But what exactly was Bruce Lee’s philosophy all about? If you dig a little deeper than the handful of quotes and memes circulating the web, what do you find? How did his philosophy define who he was and ultimately dictate the course of his career and personal development?
The Nature of Bruce Lee’s Philosophy
Bruce Lee studied philosophy along with psychology and numerous other subjects at the University of Washington from 1961 onward. Philosophy was not a passing interest then, but rather a lifelong pursuit as crucial to the man as his martial arts.

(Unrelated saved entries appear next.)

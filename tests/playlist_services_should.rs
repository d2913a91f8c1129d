use std::sync::Arc;

use axum::http::StatusCode;
use playlist_proxy::server::error::Error;
use playlist_proxy::server::services::playlist_services::{
    PlaylistService, PlaylistServiceTrait, validate_source_url,
};
use playlist_proxy::{
    Channel, DynKeyValueStore, KeyValueStore, KvPlaylistRepository, MemoryStore, PLAYLIST_INDEX_KEY,
    PlaylistSummary, playlist_key,
};
use wiremock::matchers::{method, path};
use wiremock::{Mock, MockServer, ResponseTemplate};

const ONE_CHANNEL: &str = "#EXTM3U\n#EXTINF:-1,Channel One\nhttp://cdn.example.com/one/index.m3u8\n";

fn service(store: &Arc<MemoryStore>) -> PlaylistService {
    let store = store.clone() as DynKeyValueStore;
    PlaylistService::new(
        Arc::new(KvPlaylistRepository::new(store)),
        reqwest::Client::new(),
    )
}

async fn serve_m3u(server: &MockServer, at: &str, body: &str) {
    Mock::given(method("GET"))
        .and(path(at))
        .respond_with(ResponseTemplate::new(200).set_body_raw(body, "audio/x-mpegurl"))
        .mount(server)
        .await;
}

#[tokio::test]
async fn test_ingest_then_list_and_get() {
    let upstream = MockServer::start().await;
    serve_m3u(&upstream, "/list.m3u", ONE_CHANNEL).await;

    let store = Arc::new(MemoryStore::new());
    let playlists = service(&store);

    let url = format!("{}/list.m3u", upstream.uri());
    let id = playlists
        .ingest(&url, Some("Test".to_string()))
        .await
        .unwrap();

    assert_eq!(
        playlists.list().await.unwrap(),
        vec![PlaylistSummary {
            id: id.clone(),
            name: "Test".to_string(),
            count: 1,
        }]
    );
    assert_eq!(
        playlists.get(&id).await.unwrap(),
        vec![Channel {
            name: "Channel One".to_string(),
            url: "http://cdn.example.com/one/index.m3u8".to_string(),
        }]
    );

    // one playlist record plus the index
    assert_eq!(store.len().await, 2);
    assert!(store.get(&playlist_key(&id)).await.unwrap().is_some());
    assert_ne!(playlist_key(&id), PLAYLIST_INDEX_KEY);
}

#[tokio::test]
async fn test_list_keeps_insertion_order() {
    let upstream = MockServer::start().await;
    serve_m3u(&upstream, "/a.m3u", ONE_CHANNEL).await;
    serve_m3u(&upstream, "/b.m3u", "#EXTM3U\nhttp://x/1.ts\nhttp://x/2.ts\n").await;

    let store = Arc::new(MemoryStore::new());
    let playlists = service(&store);

    let first = playlists
        .ingest(&format!("{}/a.m3u", upstream.uri()), Some("Zulu".to_string()))
        .await
        .unwrap();
    let second = playlists
        .ingest(&format!("{}/b.m3u", upstream.uri()), Some("Alpha".to_string()))
        .await
        .unwrap();

    assert_ne!(first, second);

    let summaries = playlists.list().await.unwrap();
    let ids: Vec<&str> = summaries.iter().map(|s| s.id.as_str()).collect();
    assert_eq!(ids, vec![first.as_str(), second.as_str()]);
    assert_eq!(summaries[1].count, 2);
}

#[tokio::test]
async fn test_empty_playlist_is_kept_and_named_after_url() {
    let upstream = MockServer::start().await;
    serve_m3u(&upstream, "/empty.m3u", "#EXTM3U\n").await;

    let store = Arc::new(MemoryStore::new());
    let playlists = service(&store);

    let url = format!("{}/empty.m3u", upstream.uri());
    let id = playlists
        .ingest(&url, Some("   ".to_string()))
        .await
        .unwrap();

    let summaries = playlists.list().await.unwrap();
    assert_eq!(summaries.len(), 1);
    assert_eq!(summaries[0].name, url);
    assert_eq!(summaries[0].count, 0);
    assert!(playlists.get(&id).await.unwrap().is_empty());
}

#[tokio::test]
async fn test_upstream_404_writes_nothing() {
    let upstream = MockServer::start().await;
    Mock::given(method("GET"))
        .and(path("/missing.m3u"))
        .respond_with(ResponseTemplate::new(404))
        .mount(&upstream)
        .await;

    let store = Arc::new(MemoryStore::new());
    let playlists = service(&store);

    let result = playlists
        .ingest(&format!("{}/missing.m3u", upstream.uri()), None)
        .await;

    assert!(matches!(result, Err(Error::UpstreamStatus(StatusCode::NOT_FOUND))));
    assert!(store.is_empty().await);
}

#[tokio::test]
async fn test_unreachable_upstream_is_a_fetch_error() {
    let store = Arc::new(MemoryStore::new());
    let playlists = service(&store);

    let result = playlists.ingest("http://127.0.0.1:1/list.m3u", None).await;

    assert!(matches!(result, Err(Error::UpstreamFetch(_))));
    assert!(store.is_empty().await);
}

#[tokio::test]
async fn test_invalid_urls_write_nothing() {
    let store = Arc::new(MemoryStore::new());
    let playlists = service(&store);

    for url in ["", "   ", "not a url", "ftp://example.com/list.m3u", "/relative.m3u"] {
        let result = playlists.ingest(url, Some("x".to_string())).await;
        assert!(matches!(result, Err(Error::BadRequest(_))), "{:?}", url);
    }

    assert!(store.is_empty().await);
}

#[tokio::test]
async fn test_unknown_id_is_not_found() {
    let store = Arc::new(MemoryStore::new());
    let playlists = service(&store);

    assert!(matches!(
        playlists.get("does-not-exist").await,
        Err(Error::NotFound(_))
    ));
    assert!(playlists.list().await.unwrap().is_empty());
}

#[tokio::test]
async fn test_fetch_source_keeps_content_type() {
    let upstream = MockServer::start().await;
    serve_m3u(&upstream, "/raw.m3u", ONE_CHANNEL).await;

    let store = Arc::new(MemoryStore::new());
    let playlists = service(&store);

    let source = playlists
        .fetch_source(&format!("{}/raw.m3u", upstream.uri()))
        .await
        .unwrap();

    assert_eq!(source.body, ONE_CHANNEL);
    assert_eq!(source.content_type.as_deref(), Some("audio/x-mpegurl"));
    assert!(store.is_empty().await);
}

#[test]
fn test_validate_source_url() {
    assert!(validate_source_url("https://example.com/list.m3u").is_ok());
    assert!(validate_source_url(" http://example.com:8080/a?b=c ").is_ok());
    assert!(validate_source_url("mailto:someone@example.com").is_err());
    assert!(validate_source_url("https://").is_err());
}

It’s also interesting to put Bruce Lee’s philosophies into context by considering his influences. Of course, Bruce was Chinese living in the USA, which instantly gave him an interesting dualism. As we will see, the roots of many of his ideas also lie in his study of martial arts and particularly Wing Chun. And don’t forget as well that Bruce was alive during the 60s, when Eastern philosophies were particularly in-vogue!
It should come as no surprise then, that Bruce had countless musings and notes on a diverse range of topics. Like any good polymath, Bruce Lee kept copious notes that recorded his training regime, along with his diet and his philosophical musings. He always carried a 2×3” ‘pocketbook’ and perhaps this predilection for note taking is the first thing we can learn from him.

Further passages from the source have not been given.